The human thyrotropin (TSH) receptor in a TSH binding inhibition assay for TSH receptor autoantibodies.

Seven years after the molecular cloning of the human TSH receptor (TSHR), the porcine TSHR remains in general use in the TSH binding inhibition (TBI) assay for autoantibodies to the TSHR. We compared porcine and recombinant human TSHR in two types of TBI assays: one using intact Chinese hamster ovary cells expressing the recombinant human TSHR on their surface, and the other using soluble receptors extracted from these cells with detergent. In the intact cell TBI assay, monolayers expressing large numbers of TSHR were less effective than cells expressing few receptors.
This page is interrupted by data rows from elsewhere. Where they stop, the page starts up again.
//! Headless prompt field with trigger-character autocomplete.
//!
//! Each stdin line either replaces the field text (`|` marks the caret) or
//! is a command: `:up`, `:down`, `:enter`, `:tab`, `:esc`, `:click`,
//! `:reload`, `:quit`.

mod host;

use std::error::Error;
use std::io::{self, BufRead, Write};
use std::path::PathBuf;
use std::rc::Rc;
use std::sync::Arc;
use std::time::{Duration, Instant};

use autocomplete::{FieldRegistry, Key, Settings, SharedSettings};
use caret::{CaretLocator, CaretOptions};
use clap::Parser;
use input_core::{FieldId, FieldKind, MemoryField, TextField};
use layout::{FixedAdvanceMeasurer, TextLayoutBackend};
use net::HttpWordSource;
use words::{DirectorySource, WordCache, WordSource};

use host::Command;

const FIELD: FieldId = FieldId::from_raw(1);

#[derive(Parser)]
#[command(name = "snippets")]
#[command(about = "Prompt snippet autocomplete on a headless text field")]
struct Cli {
    /// Settings file (TOML)
    #[arg(long)]
    settings: Option<PathBuf>,

    /// Fetch the dictionary from this URL instead of local directories
    #[arg(long, conflicts_with_all = ["data_dir", "user_dir"])]
    words_url: Option<String>,

    /// Timeout in seconds for the dictionary request
    #[arg(long, default_value_t = 10, requires = "words_url")]
    fetch_timeout: u64,

    /// Directory of default word files; may be repeated
    #[arg(long)]
    data_dir: Vec<PathBuf>,

    /// Base directory for user word files (seeded with examples on first use)
    #[arg(long)]
    user_dir: Option<PathBuf>,

    /// Zoom factor of the canvas hosting the field
    #[arg(long, default_value_t = 1.0)]
    scale: f32,

    /// Inline style of the field, e.g. "width: 300px; font-size: 14px"
    #[arg(long, default_value = "width: 400px; font-size: 13px; line-height: 1.2")]
    style: String,
}

fn main() -> Result<(), Box<dyn Error>> {
    let cli = Cli::parse();

    let settings = match &cli.settings {
        Some(path) => Settings::load(path)?,
        None => Settings::default(),
    };
    let level = if settings.debug_output { "debug" } else { "warn" };
    env_logger::Builder::from_env(env_logger::Env::default().default_filter_or(level)).init();

    let settings = SharedSettings::new(settings);
    let words = Arc::new(WordCache::new(word_source(&cli)?));
    words.preload_in_background();

    let locator = CaretLocator::new(TextLayoutBackend::new(FixedAdvanceMeasurer::default()))
        .with_options(CaretOptions {
            debug: settings.debug_output(),
        });
    let scale = cli.scale;
    let mut registry = FieldRegistry::new(locator, Arc::clone(&words), settings.clone())
        .with_scale(Rc::new(move || scale));
    registry.attach(FIELD, FieldKind::MultiLine);

    let style = css::compute_style(&css::parse_declarations(&cli.style));
    let mut field = MemoryField::new(FieldKind::MultiLine).with_style(style);
    field.focus();

    let stdin = io::stdin();
    let mut stdout = io::stdout().lock();
    for line in stdin.lock().lines() {
        let line = line?;
        let command = match Command::parse(&line) {
            Ok(command) => command,
            Err(err) => {
                writeln!(stdout, "error: {err}")?;
                continue;
            }
        };
        if command == Command::Quit {
            break;
        }

        let Some(controller) = registry.get_mut(FIELD) else {
            break;
        };
        match command {
            Command::Edit { text, caret } => {
                field.set_value(text);
                field.set_caret(caret);
                controller.key_up(Key::Other, &field)?;
            }
            Command::Key(key) => {
                controller.key_down(key, &mut field);
                controller.key_up(key, &field)?;
                // the host applies edits synchronously
                controller.on_mutation_visible(&field)?;
            }
            Command::Click => controller.on_click(),
            Command::Reload => {
                if let Err(err) = words.reload() {
                    writeln!(stdout, "error: {err}")?;
                }
                controller.on_text_changed(&field)?;
            }
            Command::Quit => {}
        }
        controller.poll_deferred(Instant::now(), &field)?;

        let trigger = settings.trigger_character();
        write!(stdout, "{}", host::render(&field, controller, trigger))?;
        stdout.flush()?;
    }
    Ok(())
}

fn word_source(cli: &Cli) -> Result<Box<dyn WordSource>, Box<dyn Error>> {
    if let Some(url) = &cli.words_url {
        let source = HttpWordSource::new(url.clone())
            .with_timeout(Duration::from_secs(cli.fetch_timeout));
        return Ok(Box::new(source));
    }
    let mut dirs = cli.data_dir.clone();
    if let Some(base) = &cli.user_dir {
        dirs.push(DirectorySource::prepare_user_dir(base)?);
    }
    if dirs.is_empty() {
        log::warn!("no word directories given; the dictionary is empty");
    }
    Ok(Box::new(DirectorySource::new(dirs)))
}

#[cfg(test)]
mod tests {
    use super::*;
    use clap::CommandFactory;

    #[test]
    fn cli_is_well_formed() {
        Cli::command().debug_assert();
    }

    #[test]
    fn fetch_timeout_needs_a_words_url() {
        let cli = Cli::try_parse_from(["snippets", "--words-url", "http://host/w", "--fetch-timeout", "3"])
            .unwrap();
        assert_eq!(cli.fetch_timeout, 3);
        assert!(Cli::try_parse_from(["snippets", "--fetch-timeout", "3"]).is_err());
        assert_eq!(Cli::try_parse_from(["snippets"]).unwrap().fetch_timeout, 10);
    }
}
These findings are consistent with the very low concentration of TSHR autoantibodies in serum. Binding of [125I]human TSH was about 5-fold lower than that of [125I]bovine TSH to the intact cells. Nevertheless, TBI values with the two ligands were similar for most sera. However, a few sera produced greater inhibition of human than of bovine TSH binding. In the solubilized human TSHR TBI assay, in contrast to the intact cell TBI assay, cells expressing very large number of TSHR were an excellent source for detergent extraction of soluble human TSHR, but only if the cells were extracted while still on the dish and not after scraping. A 10-cm diameter dish of cells provided TSHR for 100-200 replicate determinations when substituted for solubilized porcine TSHR in a commercial TBI kit. TBI values in serum from 30 individuals with suspected Graves' disease correlated closely when tested with solubilized human and porcine TSHR (r = 0.954; P < 0.001). However, 2 sera that were negative with the porcine TSHR were positive with the human TSHR. TBI and thyroid-stimulating activity in these sera correlated weakly regardless of whether the TBI used human or porcine TSHR. These findings open the way to a practical TBI assay using recombinant human TSHR.